Dataset entries:
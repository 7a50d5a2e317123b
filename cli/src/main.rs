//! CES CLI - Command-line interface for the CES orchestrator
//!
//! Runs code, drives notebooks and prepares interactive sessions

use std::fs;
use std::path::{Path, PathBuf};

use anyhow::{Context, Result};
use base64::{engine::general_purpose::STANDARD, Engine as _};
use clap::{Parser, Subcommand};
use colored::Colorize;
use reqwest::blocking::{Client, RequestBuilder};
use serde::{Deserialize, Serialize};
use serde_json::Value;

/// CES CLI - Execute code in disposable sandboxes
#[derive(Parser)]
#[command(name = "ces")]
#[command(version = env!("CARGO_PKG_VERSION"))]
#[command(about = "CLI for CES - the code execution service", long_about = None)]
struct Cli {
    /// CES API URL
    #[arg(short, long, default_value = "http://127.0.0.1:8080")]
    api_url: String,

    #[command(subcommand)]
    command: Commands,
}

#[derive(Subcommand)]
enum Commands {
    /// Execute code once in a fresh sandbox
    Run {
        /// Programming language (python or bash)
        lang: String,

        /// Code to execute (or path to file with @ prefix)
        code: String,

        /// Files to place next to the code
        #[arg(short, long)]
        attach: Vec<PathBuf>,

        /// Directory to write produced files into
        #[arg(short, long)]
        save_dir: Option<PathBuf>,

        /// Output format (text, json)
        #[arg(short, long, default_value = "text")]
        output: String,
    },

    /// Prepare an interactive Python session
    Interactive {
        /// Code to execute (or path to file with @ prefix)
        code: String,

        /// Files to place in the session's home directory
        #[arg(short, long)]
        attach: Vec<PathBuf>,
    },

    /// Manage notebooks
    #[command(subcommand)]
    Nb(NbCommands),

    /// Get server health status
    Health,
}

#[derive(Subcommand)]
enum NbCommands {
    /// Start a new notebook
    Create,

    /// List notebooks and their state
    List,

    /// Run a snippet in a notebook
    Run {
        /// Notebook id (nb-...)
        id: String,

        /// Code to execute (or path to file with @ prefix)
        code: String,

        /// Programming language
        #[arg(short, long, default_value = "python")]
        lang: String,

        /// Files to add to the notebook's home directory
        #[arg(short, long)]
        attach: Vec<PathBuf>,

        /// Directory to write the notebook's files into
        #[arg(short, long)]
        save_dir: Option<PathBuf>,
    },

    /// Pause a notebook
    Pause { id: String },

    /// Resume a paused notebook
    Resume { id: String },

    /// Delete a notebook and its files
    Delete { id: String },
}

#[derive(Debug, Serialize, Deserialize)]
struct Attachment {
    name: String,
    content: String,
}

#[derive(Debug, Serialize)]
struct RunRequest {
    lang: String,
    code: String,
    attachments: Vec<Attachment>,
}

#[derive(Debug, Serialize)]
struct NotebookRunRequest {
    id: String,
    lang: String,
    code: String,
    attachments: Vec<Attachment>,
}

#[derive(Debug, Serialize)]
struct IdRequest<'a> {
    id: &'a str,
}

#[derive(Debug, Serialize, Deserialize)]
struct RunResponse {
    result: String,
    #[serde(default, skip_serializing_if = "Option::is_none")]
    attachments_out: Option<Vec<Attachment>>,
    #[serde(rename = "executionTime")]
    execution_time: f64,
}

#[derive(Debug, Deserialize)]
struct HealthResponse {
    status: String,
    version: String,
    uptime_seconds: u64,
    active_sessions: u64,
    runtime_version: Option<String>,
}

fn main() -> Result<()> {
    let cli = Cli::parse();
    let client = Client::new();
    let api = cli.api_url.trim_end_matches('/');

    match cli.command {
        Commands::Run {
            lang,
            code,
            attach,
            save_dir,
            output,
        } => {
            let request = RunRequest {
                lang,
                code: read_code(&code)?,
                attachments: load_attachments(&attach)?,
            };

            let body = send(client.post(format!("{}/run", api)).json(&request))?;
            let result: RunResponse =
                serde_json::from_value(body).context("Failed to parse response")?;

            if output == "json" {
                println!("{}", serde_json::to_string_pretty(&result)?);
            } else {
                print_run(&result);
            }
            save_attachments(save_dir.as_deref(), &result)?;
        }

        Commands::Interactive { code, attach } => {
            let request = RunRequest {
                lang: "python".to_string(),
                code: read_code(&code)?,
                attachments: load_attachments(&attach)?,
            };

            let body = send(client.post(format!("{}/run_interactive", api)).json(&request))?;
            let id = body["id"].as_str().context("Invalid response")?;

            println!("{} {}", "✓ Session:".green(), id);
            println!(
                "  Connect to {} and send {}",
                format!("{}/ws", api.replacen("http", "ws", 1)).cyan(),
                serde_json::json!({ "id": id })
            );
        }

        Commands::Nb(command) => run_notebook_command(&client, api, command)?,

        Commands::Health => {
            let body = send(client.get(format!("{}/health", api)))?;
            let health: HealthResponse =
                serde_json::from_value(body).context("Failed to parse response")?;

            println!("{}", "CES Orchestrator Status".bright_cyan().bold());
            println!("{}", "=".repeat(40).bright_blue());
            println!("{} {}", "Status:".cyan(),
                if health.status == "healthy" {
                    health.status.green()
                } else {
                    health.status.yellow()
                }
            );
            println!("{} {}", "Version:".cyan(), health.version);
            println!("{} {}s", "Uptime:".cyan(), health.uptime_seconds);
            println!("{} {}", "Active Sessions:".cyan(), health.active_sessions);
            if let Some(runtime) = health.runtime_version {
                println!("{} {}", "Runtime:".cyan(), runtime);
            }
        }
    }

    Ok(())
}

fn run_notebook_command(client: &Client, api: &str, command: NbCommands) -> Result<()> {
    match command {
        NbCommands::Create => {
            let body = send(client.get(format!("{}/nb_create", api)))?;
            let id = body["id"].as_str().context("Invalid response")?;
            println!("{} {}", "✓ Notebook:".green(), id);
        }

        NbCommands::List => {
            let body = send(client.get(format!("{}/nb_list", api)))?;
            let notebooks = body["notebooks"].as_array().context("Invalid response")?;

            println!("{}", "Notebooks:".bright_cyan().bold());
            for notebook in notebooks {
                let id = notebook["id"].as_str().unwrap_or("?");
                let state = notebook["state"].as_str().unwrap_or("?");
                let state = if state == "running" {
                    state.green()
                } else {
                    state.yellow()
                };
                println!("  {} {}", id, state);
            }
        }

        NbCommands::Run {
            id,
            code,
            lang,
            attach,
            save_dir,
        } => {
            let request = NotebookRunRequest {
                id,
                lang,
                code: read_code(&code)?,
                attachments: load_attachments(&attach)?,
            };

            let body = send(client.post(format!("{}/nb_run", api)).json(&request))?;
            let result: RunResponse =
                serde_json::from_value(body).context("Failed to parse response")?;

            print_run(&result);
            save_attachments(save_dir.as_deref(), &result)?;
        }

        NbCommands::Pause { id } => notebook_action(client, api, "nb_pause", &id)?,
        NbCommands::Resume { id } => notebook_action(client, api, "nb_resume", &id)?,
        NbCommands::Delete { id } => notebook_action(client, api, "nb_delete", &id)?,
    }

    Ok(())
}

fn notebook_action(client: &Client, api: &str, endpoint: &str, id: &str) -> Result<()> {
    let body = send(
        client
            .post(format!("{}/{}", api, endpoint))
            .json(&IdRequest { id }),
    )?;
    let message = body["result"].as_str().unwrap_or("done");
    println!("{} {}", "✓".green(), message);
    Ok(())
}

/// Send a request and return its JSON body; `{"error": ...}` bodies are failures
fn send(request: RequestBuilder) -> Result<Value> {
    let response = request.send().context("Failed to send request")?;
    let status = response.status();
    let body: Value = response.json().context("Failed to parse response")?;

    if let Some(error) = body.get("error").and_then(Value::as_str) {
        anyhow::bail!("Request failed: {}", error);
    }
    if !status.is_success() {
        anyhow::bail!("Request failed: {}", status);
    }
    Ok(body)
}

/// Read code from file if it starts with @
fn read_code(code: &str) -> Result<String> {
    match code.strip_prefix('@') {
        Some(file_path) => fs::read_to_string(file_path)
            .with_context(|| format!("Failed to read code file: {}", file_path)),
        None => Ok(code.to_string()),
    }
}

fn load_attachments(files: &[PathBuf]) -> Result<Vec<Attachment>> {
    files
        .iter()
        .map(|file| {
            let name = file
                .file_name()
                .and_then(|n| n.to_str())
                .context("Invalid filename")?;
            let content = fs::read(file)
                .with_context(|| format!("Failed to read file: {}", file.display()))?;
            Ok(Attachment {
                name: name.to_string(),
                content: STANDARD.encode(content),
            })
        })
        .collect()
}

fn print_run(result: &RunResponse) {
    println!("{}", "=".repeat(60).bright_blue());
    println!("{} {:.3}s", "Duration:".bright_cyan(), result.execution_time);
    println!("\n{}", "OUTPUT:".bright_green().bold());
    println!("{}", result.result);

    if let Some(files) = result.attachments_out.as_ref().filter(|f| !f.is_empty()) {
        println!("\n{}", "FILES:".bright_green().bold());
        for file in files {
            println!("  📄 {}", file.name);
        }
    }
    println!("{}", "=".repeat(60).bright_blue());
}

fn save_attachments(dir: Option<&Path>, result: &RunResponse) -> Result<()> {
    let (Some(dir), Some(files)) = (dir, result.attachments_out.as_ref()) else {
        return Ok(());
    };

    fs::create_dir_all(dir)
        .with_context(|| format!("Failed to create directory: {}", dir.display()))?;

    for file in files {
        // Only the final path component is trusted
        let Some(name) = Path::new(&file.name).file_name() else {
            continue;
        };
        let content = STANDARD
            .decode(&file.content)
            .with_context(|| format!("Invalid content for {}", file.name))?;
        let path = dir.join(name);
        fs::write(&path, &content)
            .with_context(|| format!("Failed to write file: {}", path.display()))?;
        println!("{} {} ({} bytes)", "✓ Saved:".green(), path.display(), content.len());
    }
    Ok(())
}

■ **Problem description**:
Wherever a line holds the word "Parser", copy that line out of the entries above.

■ **Finished task**:
use clap::{Parser, Subcommand};
#[derive(Parser)]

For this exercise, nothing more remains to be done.